++++ Data ++++

//! strbuf CLI
//!
//! Demonstrates the strbuf string builder.
//!
//! # Commands
//!
//! - `demo` - Build a short string with every append kind and print it (default)
//! - `version` - Show version information

mod commands;

use clap::{Parser, Subcommand};
use tracing_subscriber::EnvFilter;

/// strbuf string builder demonstration.
#[derive(Parser)]
#[command(name = "strbuf")]
#[command(author, version, about, long_about = None)]
struct Cli {
    /// Enable verbose output
    #[arg(global = true, short, long)]
    verbose: bool,

    #[command(subcommand)]
    command: Option<Commands>,
}

#[derive(Subcommand)]
enum Commands {
    /// Build "wat!" plus a sum line and print it
    Demo {
        /// Left operand of the sum line
        #[arg(long, default_value = "2", allow_hyphen_values = true)]
        lhs: i64,

        /// Right operand of the sum line
        #[arg(long, default_value = "2", allow_hyphen_values = true)]
        rhs: i64,

        /// Output format (text, json)
        #[arg(short, long, default_value = "text")]
        format: String,
    },

    /// Show version information
    Version,
}

fn main() -> Result<(), Box<dyn std::error::Error>> {
    let cli = Cli::parse();

    // Initialize logging; stdout is reserved for the built string
    let filter = if cli.verbose {
        EnvFilter::new("debug")
    } else {
        EnvFilter::new("info")
    };
    tracing_subscriber::fmt()
        .with_env_filter(filter)
        .with_writer(std::io::stderr)
        .init();

    match cli.command.unwrap_or(Commands::Demo {
        lhs: 2,
        rhs: 2,
        format: "text".to_string(),
    }) {
        Commands::Demo { lhs, rhs, format } => {
            commands::demo::run(lhs, rhs, &format)?;
        }
        Commands::Version => {
            println!("strbuf CLI v{}", env!("CARGO_PKG_VERSION"));
            println!("strbuf core v{}", strbuf_core::VERSION);
        }
    }

    Ok(())
}
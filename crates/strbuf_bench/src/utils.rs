//! Benchmark input generators.

use rand::Rng;

/// Generate random printable ASCII of the specified size.
pub fn random_text(size: usize) -> Vec<u8> {
    let mut rng = rand::thread_rng();
    (0..size).map(|_| rng.gen_range(b' '..=b'~')).collect()
}

/// Generate `count` random chunks with lengths in `1..=max_len`.
pub fn random_chunks(count: usize, max_len: usize) -> Vec<Vec<u8>> {
    let mut rng = rand::thread_rng();
    (0..count)
        .map(|_| random_text(rng.gen_range(1..=max_len)))
        .collect()
}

++++

Task goal
Copy each line of the material where "usize" is found.

Exercise answer
pub fn random_text(size: usize) -> Vec<u8> {
pub fn random_chunks(count: usize, max_len: usize) -> Vec<Vec<u8>> {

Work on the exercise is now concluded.